There are moments in life when after so many years of asking questions, that an answer finally reveals itself. For so many of us, that includes questions about just how the human body is supposed to work and for the masses there seems to be constant curiosity about vaginas.
‘Is this normal?’
‘Should this hurt?’
‘Why does it look like this?’
The most jarring part of those questions is when someone tells you that what you’ve been going through is not at all normal. For me, those questions – like many other young girls and women – were about our biological anatomy that arose from a lack of education provided. When I learned that my period cramps were far from normal, as was excessive body hair, acne, mood swings and difficulty losing weight, it seemed like a joke. Everyone complained about those things or were too ashamed of discussing the ‘feminine qualities’, like periods, breasts and vaginas, something a doctor once told me when I was young.
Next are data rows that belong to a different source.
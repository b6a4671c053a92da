//! Per-frame phase enums
//!
//! Each frame kind advances through a small phase machine; the phase is
//! part of serialized state, so a suspended frame resumes exactly where
//! it left off.

use serde::{Deserialize, Serialize};

use super::control::Control;

#[derive(Debug, Clone, Copy, PartialEq, Eq, Serialize, Deserialize)]
pub enum LetPhase {
    Eval,
    Bind,
}

#[derive(Debug, Clone, Copy, PartialEq, Eq, Serialize, Deserialize)]
pub enum AssignPhase {
    /// Evaluate the index expression (index targets only).
    Index,
    /// Collect the index value, then evaluate the right-hand side.
    CollectIndex,
    /// Evaluate the right-hand side (name targets start here).
    Value,
    Apply,
}

#[derive(Debug, Clone, Copy, PartialEq, Eq, Serialize, Deserialize)]
pub enum ExprStmtPhase {
    Eval,
    Done,
}

#[derive(Debug, Clone, Copy, PartialEq, Eq, Serialize, Deserialize)]
pub enum IfPhase {
    Test,
    Decide,
}

#[derive(Debug, Clone, Copy, PartialEq, Eq, Serialize, Deserialize)]
pub enum WhilePhase {
    Test,
    Decide,
}

#[derive(Debug, Clone, Copy, PartialEq, Eq, Serialize, Deserialize)]
pub enum ForPhase {
    /// Evaluate the iterable expression.
    Iterable,
    /// Materialize the item sequence from the evaluated iterable.
    Collect,
    /// Bind the next item and run the body, or finish.
    Next,
}

#[derive(Debug, Clone, PartialEq, Serialize, Deserialize)]
pub enum TryPhase {
    Body,
    Catch,
    /// Running the `finally` block; `pending` is the control flow to
    /// restore once it completes (`Control::None` after a clean body).
    Finally { pending: Box<Control> },
}

#[derive(Debug, Clone, Copy, PartialEq, Eq, Serialize, Deserialize)]
pub enum ThrowPhase {
    Eval,
    Apply,
}

#[derive(Debug, Clone, Copy, PartialEq, Eq, Serialize, Deserialize)]
pub enum ReturnPhase {
    Eval,
    Apply,
}

#[derive(Debug, Clone, Copy, PartialEq, Eq, Serialize, Deserialize)]
pub enum BinaryPhase {
    EvalLeft,
    EvalRight,
    Apply,
}

#[derive(Debug, Clone, Copy, PartialEq, Eq, Serialize, Deserialize)]
pub enum LogicPhase {
    EvalLeft,
    /// Short-circuit on the left value or evaluate the right side.
    Decide,
    TakeRight,
}

#[derive(Debug, Clone, Copy, PartialEq, Eq, Serialize, Deserialize)]
pub enum UnaryPhase {
    Eval,
    Apply,
}

#[derive(Debug, Clone, Copy, PartialEq, Eq, Serialize, Deserialize)]
pub enum IndexPhase {
    Object,
    IndexExpr,
    Apply,
}

#[derive(Debug, Clone, Copy, PartialEq, Eq, Serialize, Deserialize)]
pub enum MemberPhase {
    Object,
    Apply,
}

#[derive(Debug, Clone, Copy, PartialEq, Eq, Serialize, Deserialize)]
pub enum AwaitPhase {
    Eval,
    Apply,
}

#[derive(Debug, Clone, Copy, PartialEq, Eq, Serialize, Deserialize)]
pub enum CallPhase {
    /// Evaluate the receiver expression (method calls only).
    Recv,
    RecvCollect,
    /// Evaluate positional and keyword arguments in order.
    Args,
    Invoke,
}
(Yeah, I was really told by a physician that it was ‘improper’ to talk about my vagina.)
But through all of that, it was finally my attempt at discussing acne with a new doctor who took an actual look at my face, really listening to my struggles maintaining a healthy weight that I was finally able to begin the search for an answer. She caught onto my excess facial hair that I had been increasingly self-conscious about and decided that she wanted to send me out for some blood work and another testing.
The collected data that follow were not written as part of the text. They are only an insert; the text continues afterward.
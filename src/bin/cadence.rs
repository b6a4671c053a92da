use clap::Parser;
use tracing_subscriber::EnvFilter;

use cadence_core::cli::{run, Cli};

fn main() -> anyhow::Result<()> {
    tracing_subscriber::fmt()
        .with_env_filter(EnvFilter::from_default_env())
        .with_writer(std::io::stderr)
        .init();

    run(Cli::parse())
}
It took an ultrasound and an official diagnosis from my doctor to learn that I had polycystic ovarian syndrome. It’s exactly what it sounds like – cysts on the ovaries – but the disorder itself entailed far more than just pain.
PCOS can affect one in 10 women. It is far more common than I had originally thought and yet it is hardly discussed even though it often affects cisgender women and trans people.
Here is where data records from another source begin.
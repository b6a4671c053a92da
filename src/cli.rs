//! Command line interface
//!
//! The binary doubles as a reference host: it compiles a script, starts
//! it, services OS-call boundaries locally (print, clock, sleep, env,
//! files), and reports external-function boundaries it cannot answer.

use std::fs;
use std::time::{Duration, SystemTime, UNIX_EPOCH};

use anyhow::{bail, Context, Result};
use clap::{Parser, Subcommand};

use crate::codec;
use crate::executor::OsFunction;
use crate::program::Program;
use crate::snapshot::{ExternalResult, Progress};
use crate::value::{ExcKind, ExceptionValue, Value};

#[derive(Parser)]
#[command(name = "cadence")]
#[command(about = "Cadence - a resumable, host-arbitrated scripting runtime", long_about = None)]
pub struct Cli {
    #[command(subcommand)]
    pub command: Commands,
}

#[derive(Subcommand)]
pub enum Commands {
    /// Compile and execute a script, servicing OS calls locally
    Run {
        /// Path to the script file
        script: String,

        /// Named input as name=JSON (repeatable)
        #[arg(long = "input")]
        inputs: Vec<String>,

        /// Declare an external function name (repeatable); calls to it
        /// abort the run, since the CLI host cannot answer them
        #[arg(long = "ext")]
        externals: Vec<String>,
    },

    /// Parse and validate a script without running it
    Check {
        /// Path to the script file
        script: String,

        /// Declare an input name (repeatable)
        #[arg(long = "input")]
        inputs: Vec<String>,

        /// Declare an external function name (repeatable)
        #[arg(long = "ext")]
        externals: Vec<String>,
    },
}

pub fn run(cli: Cli) -> Result<()> {
    match cli.command {
        Commands::Run {
            script,
            inputs,
            externals,
        } => run_script(&script, &inputs, externals),
        Commands::Check {
            script,
            inputs,
            externals,
        } => check_script(&script, inputs, externals),
    }
}

fn check_script(path: &str, inputs: Vec<String>, externals: Vec<String>) -> Result<()> {
    let source = fs::read_to_string(path).with_context(|| format!("reading {path}"))?;
    match Program::compile(&source, path, inputs, externals) {
        Ok(program) => {
            println!("ok: {}", program.script_name());
            Ok(())
        }
        Err(err) => bail!("{err}"),
    }
}

fn run_script(path: &str, raw_inputs: &[String], externals: Vec<String>) -> Result<()> {
    let source = fs::read_to_string(path).with_context(|| format!("reading {path}"))?;

    let mut input_names = Vec::new();
    let mut input_values = Vec::new();
    for raw in raw_inputs {
        let (name, json) = raw
            .split_once('=')
            .with_context(|| format!("--input {raw:?} is not name=JSON"))?;
        let value = codec::value_from_str(json)
            .with_context(|| format!("--input {name:?} carries invalid JSON"))?;
        input_names.push(name.to_string());
        input_values.push(value);
    }

    let program = Program::compile(&source, path, input_names, externals)
        .map_err(|err| anyhow::anyhow!("{err}"))?;

    let mut progress = program
        .start(input_values)
        .map_err(|err| anyhow::anyhow!("{err}"))?;

    loop {
        progress = match progress {
            Progress::Complete(Value::Exception(exc)) => {
                print_traceback(&exc);
                std::process::exit(1);
            }
            Progress::Complete(value) => {
                if value != Value::Null {
                    println!("{}", value.repr());
                }
                return Ok(());
            }
            Progress::FunctionCall { name, call_id, mut snapshot, .. } => {
                // The CLI host has no implementations to offer; raise
                // inside the program so its handlers can run.
                let exc = ExceptionValue::new(
                    ExcKind::RuntimeError,
                    format!("external function {name:?} is not available under the cadence cli"),
                );
                snapshot
                    .resume(call_id, ExternalResult::Error(exc))
                    .map_err(|err| anyhow::anyhow!("{err}"))?
            }
            Progress::OsCall {
                function,
                args,
                call_id,
                mut snapshot,
                ..
            } => {
                let result = service_os_call(function, &args);
                snapshot
                    .resume(call_id, result)
                    .map_err(|err| anyhow::anyhow!("{err}"))?
            }
            Progress::AwaitingFutures { pending, .. } => {
                bail!(
                    "script is awaiting futures {pending:?}, which the cadence cli cannot resolve"
                );
            }
        };
    }
}

/// Perform an OS call on behalf of the paused program.
fn service_os_call(function: OsFunction, args: &[Value]) -> ExternalResult {
    match function {
        OsFunction::Print => {
            let line = args
                .iter()
                .map(Value::to_display_string)
                .collect::<Vec<_>>()
                .join(" ");
            println!("{line}");
            ExternalResult::Return(Value::Null)
        }
        OsFunction::Time => match SystemTime::now().duration_since(UNIX_EPOCH) {
            Ok(elapsed) => ExternalResult::Return(Value::Float(elapsed.as_secs_f64())),
            Err(err) => os_error(format!("system clock unavailable: {err}")),
        },
        OsFunction::Sleep => match args.first() {
            Some(Value::Int(secs)) if *secs >= 0 => {
                std::thread::sleep(Duration::from_secs(*secs as u64));
                ExternalResult::Return(Value::Null)
            }
            Some(Value::Float(secs)) if *secs >= 0.0 => {
                std::thread::sleep(Duration::from_secs_f64(*secs));
                ExternalResult::Return(Value::Null)
            }
            _ => os_error("sleep() expects a non-negative number".to_string()),
        },
        OsFunction::Getenv => match args.first() {
            Some(Value::Str(name)) => match std::env::var(name) {
                Ok(value) => ExternalResult::Return(Value::Str(value)),
                Err(_) => ExternalResult::Return(Value::Null),
            },
            _ => os_error("getenv() expects a name".to_string()),
        },
        OsFunction::ReadFile => match args.first() {
            Some(Value::Str(path)) | Some(Value::Path(path)) => match fs::read_to_string(path) {
                Ok(contents) => ExternalResult::Return(Value::Str(contents)),
                Err(err) => os_error(format!("{path}: {err}")),
            },
            _ => os_error("read_file() expects a path".to_string()),
        },
        OsFunction::WriteFile => match (args.first(), args.get(1)) {
            (Some(Value::Str(path)) | Some(Value::Path(path)), Some(Value::Str(data))) => {
                match fs::write(path, data) {
                    Ok(()) => ExternalResult::Return(Value::Null),
                    Err(err) => os_error(format!("{path}: {err}")),
                }
            }
            _ => os_error("write_file() expects a path and a string".to_string()),
        },
    }
}

fn os_error(message: String) -> ExternalResult {
    ExternalResult::Error(ExceptionValue::new(ExcKind::OsError, message))
}

fn print_traceback(exc: &ExceptionValue) {
    eprintln!("traceback (most recent call last):");
    for frame in &exc.trace {
        eprintln!("  {} line {}", frame.function, frame.line);
    }
    eprintln!("{}", exc.summary());
}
Sadly, not even my new doctor was any good at explaining what it would all mean for a fifteen-year-old and her future. That itself turned into my job and a quick search with Google. All I got from my doctor was that it meant I was insulin resistant and could become diabetic much easier. But what she failed to explain was how it could make it impossible to have children.
I had to learn on my own that so much of my life finally led up to this one disorder of my body and that is probably the worst part of it, not only for myself but for so many other girls who struggle to understand how their body works and why.
History has told women to be quiet about their issues between their legs and it has failed to catch up in the notions of cisgender women or trans people. PCOS still has no known cause or cure and the treatments are obscure at times.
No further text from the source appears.